In phase 1 a charger will limit the charging current to that sustainable by the charger. For a mains hookup it will be a constant current. For a solar panel it will be sun and panel size dependant. This will last until the battery voltage typically reaches 14 volts.

Phase 2 and the charging current will be regulated down to stop the battery voltage going in excess of 14 volts. That is until

Phase 3 and the charging current has fallen to a lowish level and then the voltage is allowed to continue to rise to say 14.4 volts (sometimes it more). This will continue until

Phase 4 and the charging current has again fallen to a very low level and the battery is then considered "charged" and the charger voltage is then reduced to 13.5 - 13.8 volts as a maintaining charge.
When this last phase kicks in the charger output current drops to zero until the battery voltage falls sufficiently to allow current to flow again.

Now, the potential problems here are :-

1 The battery is getting old and leaky and the leakage current is in excess of the very low charge current required for phase 4 to kick in. Hence it remains at 14.4 volts and gently boils the battery.
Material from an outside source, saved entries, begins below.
//! Keeps an auto-clicking matcher alive in every eligible DevTools target.
//!
//! The [`SessionManager`] owns one control-channel connection to a browser
//! (or Electron host) exposing the DevTools protocol. It discovers targets,
//! attaches a flattened session to each eligible one and evaluates the
//! [`matcher`] payload inside it. The payload then runs on its own inside the
//! remote context, clicking approval buttons whenever they appear.
//!
//! ```text
//! discovery ──► SessionManager ──► attach ──► Runtime.evaluate(payload)
//!                   │   ▲                            │
//!                   │   └──── Outcome (registered / ignored / failed)
//!                   ▼
//!             SessionRegistry  (target id ⇄ session id, ignored set)
//! ```
//!
//! [`matcher`] also contains a Rust model of the in-context algorithm over an
//! arena DOM, which the payload is rendered from and tested against.

pub mod config;
pub mod discovery;
pub mod error;
pub mod matcher;
pub mod session;
pub mod target;

pub use autoclick_protocol::{MatcherStatus, TargetInfo};
pub use config::ManagerConfig;
pub use error::{Error, Result};
pub use matcher::{ActionCatalog, ActionMatcher, ExecutionContext, MatcherConfig, PanelMarker, Pass, render_payload};
pub use session::{ManagerSnapshot, SessionManager, SessionRegistry};
pub use target::TargetFilter;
2 You have some small load on the battery (Radio / Alarm for example) and the same scenario as 1 will apply.

3 You have significantly increased your battery bank size and the normal leakage for this bank size is in excess of that required to allow phase 4 to kick in and reduce the voltage.

I believe that this is why after all these years that all motor vehicle manufacturers still stick with a limit at 14 volts and accept the 80% charge limitation this is likely to achieve. It remains the best compromise if you want to limit warranty claims and minimise gassing.

After all the technology for "intelligent charging" could be incorporated within the vehicle alternator regulator at zero cost of they wished to do it.

Its your choice. I notice that some of the principal suppliers of chargers to European motorhomes have a selection link for selecting "maintaining" or "3/4 stage". So even they remain on the fence in this debate.

Good luck
Clive


----------



## CliveMott

*AND THERE'S MORE!*

Chargers for industrial batteries, like those fitted to fork lift trucks are today a lot cleverer. They monitor the rate of fall of charging current so can allow for leakage. Also they frequently charge in large pulses monitoring how the battery voltage falls each time the charging pulse stops. There are many different charging regimes which can be defined. However I do not believe that this level of sophistication has so far reached leisure battery chargers fitted to recreational vehicles.

Does anyone know differently?

C.


----------